_Task details_: Only an exact copy of the entries will serve as the answer.

Saved data entries

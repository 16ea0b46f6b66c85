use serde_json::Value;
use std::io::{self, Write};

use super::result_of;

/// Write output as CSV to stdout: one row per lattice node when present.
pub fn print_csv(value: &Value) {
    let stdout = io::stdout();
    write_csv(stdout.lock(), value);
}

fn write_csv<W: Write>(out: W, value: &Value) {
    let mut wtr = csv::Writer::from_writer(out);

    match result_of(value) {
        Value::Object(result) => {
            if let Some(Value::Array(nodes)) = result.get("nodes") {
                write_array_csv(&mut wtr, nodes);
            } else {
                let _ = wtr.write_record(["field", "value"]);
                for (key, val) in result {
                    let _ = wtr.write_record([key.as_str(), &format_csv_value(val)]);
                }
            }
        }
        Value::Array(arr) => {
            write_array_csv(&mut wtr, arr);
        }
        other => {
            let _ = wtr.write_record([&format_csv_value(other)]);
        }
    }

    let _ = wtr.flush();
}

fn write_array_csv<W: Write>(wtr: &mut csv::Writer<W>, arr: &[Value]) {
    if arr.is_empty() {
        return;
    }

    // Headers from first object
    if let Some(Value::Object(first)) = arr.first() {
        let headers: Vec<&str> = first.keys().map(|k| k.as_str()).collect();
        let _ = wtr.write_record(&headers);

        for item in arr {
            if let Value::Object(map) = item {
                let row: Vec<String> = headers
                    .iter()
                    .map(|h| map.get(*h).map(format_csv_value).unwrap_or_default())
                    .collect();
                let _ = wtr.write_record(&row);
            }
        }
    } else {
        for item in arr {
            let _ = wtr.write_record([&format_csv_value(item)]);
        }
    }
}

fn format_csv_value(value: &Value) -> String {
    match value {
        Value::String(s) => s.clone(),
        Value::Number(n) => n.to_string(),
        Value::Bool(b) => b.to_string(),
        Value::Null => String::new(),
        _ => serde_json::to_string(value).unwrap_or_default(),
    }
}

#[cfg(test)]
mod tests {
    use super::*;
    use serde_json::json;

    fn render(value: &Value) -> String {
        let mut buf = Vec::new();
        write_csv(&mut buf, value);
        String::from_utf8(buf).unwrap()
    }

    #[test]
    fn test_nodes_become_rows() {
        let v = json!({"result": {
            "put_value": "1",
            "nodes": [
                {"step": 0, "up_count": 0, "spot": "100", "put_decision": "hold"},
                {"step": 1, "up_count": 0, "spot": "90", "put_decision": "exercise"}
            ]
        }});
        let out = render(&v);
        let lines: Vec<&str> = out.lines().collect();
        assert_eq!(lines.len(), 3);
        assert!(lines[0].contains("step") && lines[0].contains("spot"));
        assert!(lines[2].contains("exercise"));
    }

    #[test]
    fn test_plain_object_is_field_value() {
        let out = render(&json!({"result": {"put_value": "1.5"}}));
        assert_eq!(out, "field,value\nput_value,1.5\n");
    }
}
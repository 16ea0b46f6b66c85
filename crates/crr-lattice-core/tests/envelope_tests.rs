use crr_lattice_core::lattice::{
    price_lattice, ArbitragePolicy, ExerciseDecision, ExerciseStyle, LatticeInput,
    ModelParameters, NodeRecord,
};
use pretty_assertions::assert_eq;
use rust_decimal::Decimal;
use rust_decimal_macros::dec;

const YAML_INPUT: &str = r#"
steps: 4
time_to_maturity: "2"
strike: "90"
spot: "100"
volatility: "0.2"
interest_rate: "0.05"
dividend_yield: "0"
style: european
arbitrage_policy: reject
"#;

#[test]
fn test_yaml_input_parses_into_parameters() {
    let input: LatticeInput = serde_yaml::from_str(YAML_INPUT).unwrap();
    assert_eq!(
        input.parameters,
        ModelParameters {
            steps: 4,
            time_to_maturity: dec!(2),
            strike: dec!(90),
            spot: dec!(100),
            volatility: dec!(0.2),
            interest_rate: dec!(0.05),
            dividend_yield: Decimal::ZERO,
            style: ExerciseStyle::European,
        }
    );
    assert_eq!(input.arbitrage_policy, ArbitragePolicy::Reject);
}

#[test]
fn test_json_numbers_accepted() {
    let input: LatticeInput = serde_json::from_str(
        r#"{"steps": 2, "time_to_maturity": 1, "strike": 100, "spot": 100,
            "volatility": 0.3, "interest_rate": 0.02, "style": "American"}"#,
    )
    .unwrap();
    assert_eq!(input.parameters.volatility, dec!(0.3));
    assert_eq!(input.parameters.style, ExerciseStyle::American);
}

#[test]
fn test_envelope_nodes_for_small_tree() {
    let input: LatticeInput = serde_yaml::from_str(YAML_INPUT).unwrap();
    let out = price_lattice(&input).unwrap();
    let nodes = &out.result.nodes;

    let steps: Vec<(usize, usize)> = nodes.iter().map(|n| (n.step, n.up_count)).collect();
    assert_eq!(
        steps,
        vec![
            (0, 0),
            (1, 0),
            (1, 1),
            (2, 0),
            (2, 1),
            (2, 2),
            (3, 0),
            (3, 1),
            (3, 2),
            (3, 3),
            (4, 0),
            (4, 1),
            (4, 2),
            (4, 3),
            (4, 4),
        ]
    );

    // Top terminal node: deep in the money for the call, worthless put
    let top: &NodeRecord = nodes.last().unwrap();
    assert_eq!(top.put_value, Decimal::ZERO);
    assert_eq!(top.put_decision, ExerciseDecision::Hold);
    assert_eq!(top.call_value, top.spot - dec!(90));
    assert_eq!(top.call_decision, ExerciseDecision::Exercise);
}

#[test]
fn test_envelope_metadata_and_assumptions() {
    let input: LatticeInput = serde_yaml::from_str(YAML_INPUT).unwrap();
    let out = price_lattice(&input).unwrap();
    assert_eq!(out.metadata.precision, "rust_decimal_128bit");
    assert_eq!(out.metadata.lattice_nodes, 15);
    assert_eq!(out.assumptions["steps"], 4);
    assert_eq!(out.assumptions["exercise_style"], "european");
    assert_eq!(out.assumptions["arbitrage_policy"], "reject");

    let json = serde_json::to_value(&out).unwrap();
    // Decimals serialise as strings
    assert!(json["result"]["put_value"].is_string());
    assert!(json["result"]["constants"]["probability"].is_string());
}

_Task solution_:
repository 16ea0b46f6b66c85
use serde_json::Value;
use std::io::{self, Write};

use super::result_of;

/// Write output as CSV to stdout: one row per lattice node when present.
pub fn print_csv(value: &Value) {
    let stdout = io::stdout();
    write_csv(stdout.lock(), value);
}

fn write_csv<W: Write>(out: W, value: &Value) {
    let mut wtr = csv::Writer::from_writer(out);

    match result_of(value) {
        Value::Object(result) => {
            if let Some(Value::Array(nodes)) = result.get("nodes") {
                write_array_csv(&mut wtr, nodes);
            } else {
                let _ = wtr.write_record(["field", "value"]);
                for (key, val) in result {
                    let _ = wtr.write_record([key.as_str(), &format_csv_value(val)]);
                }
            }
        }
        Value::Array(arr) => {
            write_array_csv(&mut wtr, arr);
        }
        other => {
            let _ = wtr.write_record([&format_csv_value(other)]);
        }
    }

    let _ = wtr.flush();
}

fn write_array_csv<W: Write>(wtr: &mut csv::Writer<W>, arr: &[Value]) {
    if arr.is_empty() {
        return;
    }

    // Headers from first object
    if let Some(Value::Object(first)) = arr.first() {
        let headers: Vec<&str> = first.keys().map(|k| k.as_str()).collect();
        let _ = wtr.write_record(&headers);

        for item in arr {
            if let Value::Object(map) = item {
                let row: Vec<String> = headers
                    .iter()
                    .map(|h| map.get(*h).map(format_csv_value).unwrap_or_default())
                    .collect();
                let _ = wtr.write_record(&row);
            }
        }
    } else {
        for item in arr {
            let _ = wtr.write_record([&format_csv_value(item)]);
        }
    }
}

fn format_csv_value(value: &Value) -> String {
    match value {
        Value::String(s) => s.clone(),
        Value::Number(n) => n.to_string(),
        Value::Bool(b) => b.to_string(),
        Value::Null => String::new(),
        _ => serde_json::to_string(value).unwrap_or_default(),
    }
}

#[cfg(test)]
mod tests {
    use super::*;
    use serde_json::json;

    fn render(value: &Value) -> String {
        let mut buf = Vec::new();
        write_csv(&mut buf, value);
        String::from_utf8(buf).unwrap()
    }

    #[test]
    fn test_nodes_become_rows() {
        let v = json!({"result": {
            "put_value": "1",
            "nodes": [
                {"step": 0, "up_count": 0, "spot": "100", "put_decision": "hold"},
                {"step": 1, "up_count": 0, "spot": "90", "put_decision": "exercise"}
            ]
        }});
        let out = render(&v);
        let lines: Vec<&str> = out.lines().collect();
        assert_eq!(lines.len(), 3);
        assert!(lines[0].contains("step") && lines[0].contains("spot"));
        assert!(lines[2].contains("exercise"));
    }

    #[test]
    fn test_plain_object_is_field_value() {
        let out = render(&json!({"result": {"put_value": "1.5"}}));
        assert_eq!(out, "field,value\nput_value,1.5\n");
    }
}
repository 16ea0b46f6b66c85
filename crates/crr-lattice-core/tests/envelope_tests.rs
use crr_lattice_core::lattice::{
    price_lattice, ArbitragePolicy, ExerciseDecision, ExerciseStyle, LatticeInput,
    ModelParameters, NodeRecord,
};
use pretty_assertions::assert_eq;
use rust_decimal::Decimal;
use rust_decimal_macros::dec;

const YAML_INPUT: &str = r#"
steps: 4
time_to_maturity: "2"
strike: "90"
spot: "100"
volatility: "0.2"
interest_rate: "0.05"
dividend_yield: "0"
style: european
arbitrage_policy: reject
"#;

#[test]
fn test_yaml_input_parses_into_parameters() {
    let input: LatticeInput = serde_yaml::from_str(YAML_INPUT).unwrap();
    assert_eq!(
        input.parameters,
        ModelParameters {
            steps: 4,
            time_to_maturity: dec!(2),
            strike: dec!(90),
            spot: dec!(100),
            volatility: dec!(0.2),
            interest_rate: dec!(0.05),
            dividend_yield: Decimal::ZERO,
            style: ExerciseStyle::European,
        }
    );
    assert_eq!(input.arbitrage_policy, ArbitragePolicy::Reject);
}

#[test]
fn test_json_numbers_accepted() {
    let input: LatticeInput = serde_json::from_str(
        r#"{"steps": 2, "time_to_maturity": 1, "strike": 100, "spot": 100,
            "volatility": 0.3, "interest_rate": 0.02, "style": "American"}"#,
    )
    .unwrap();
    assert_eq!(input.parameters.volatility, dec!(0.3));
    assert_eq!(input.parameters.style, ExerciseStyle::American);
}

#[test]
fn test_envelope_nodes_for_small_tree() {
    let input: LatticeInput = serde_yaml::from_str(YAML_INPUT).unwrap();
    let out = price_lattice(&input).unwrap();
    let nodes = &out.result.nodes;

    let steps: Vec<(usize, usize)> = nodes.iter().map(|n| (n.step, n.up_count)).collect();
    assert_eq!(
        steps,
        vec![
            (0, 0),
            (1, 0),
            (1, 1),
            (2, 0),
            (2, 1),
            (2, 2),
            (3, 0),
            (3, 1),
            (3, 2),
            (3, 3),
            (4, 0),
            (4, 1),
            (4, 2),
            (4, 3),
            (4, 4),
        ]
    );

    // Top terminal node: deep in the money for the call, worthless put
    let top: &NodeRecord = nodes.last().unwrap();
    assert_eq!(top.put_value, Decimal::ZERO);
    assert_eq!(top.put_decision, ExerciseDecision::Hold);
    assert_eq!(top.call_value, top.spot - dec!(90));
    assert_eq!(top.call_decision, ExerciseDecision::Exercise);
}

#[test]
fn test_envelope_metadata_and_assumptions() {
    let input: LatticeInput = serde_yaml::from_str(YAML_INPUT).unwrap();
    let out = price_lattice(&input).unwrap();
    assert_eq!(out.metadata.precision, "rust_decimal_128bit");
    assert_eq!(out.metadata.lattice_nodes, 15);
    assert_eq!(out.assumptions["steps"], 4);
    assert_eq!(out.assumptions["exercise_style"], "european");
    assert_eq!(out.assumptions["arbitrage_policy"], "reject");

    let json = serde_json::to_value(&out).unwrap();
    // Decimals serialise as strings
    assert!(json["result"]["put_value"].is_string());
    assert!(json["result"]["constants"]["probability"].is_string());
}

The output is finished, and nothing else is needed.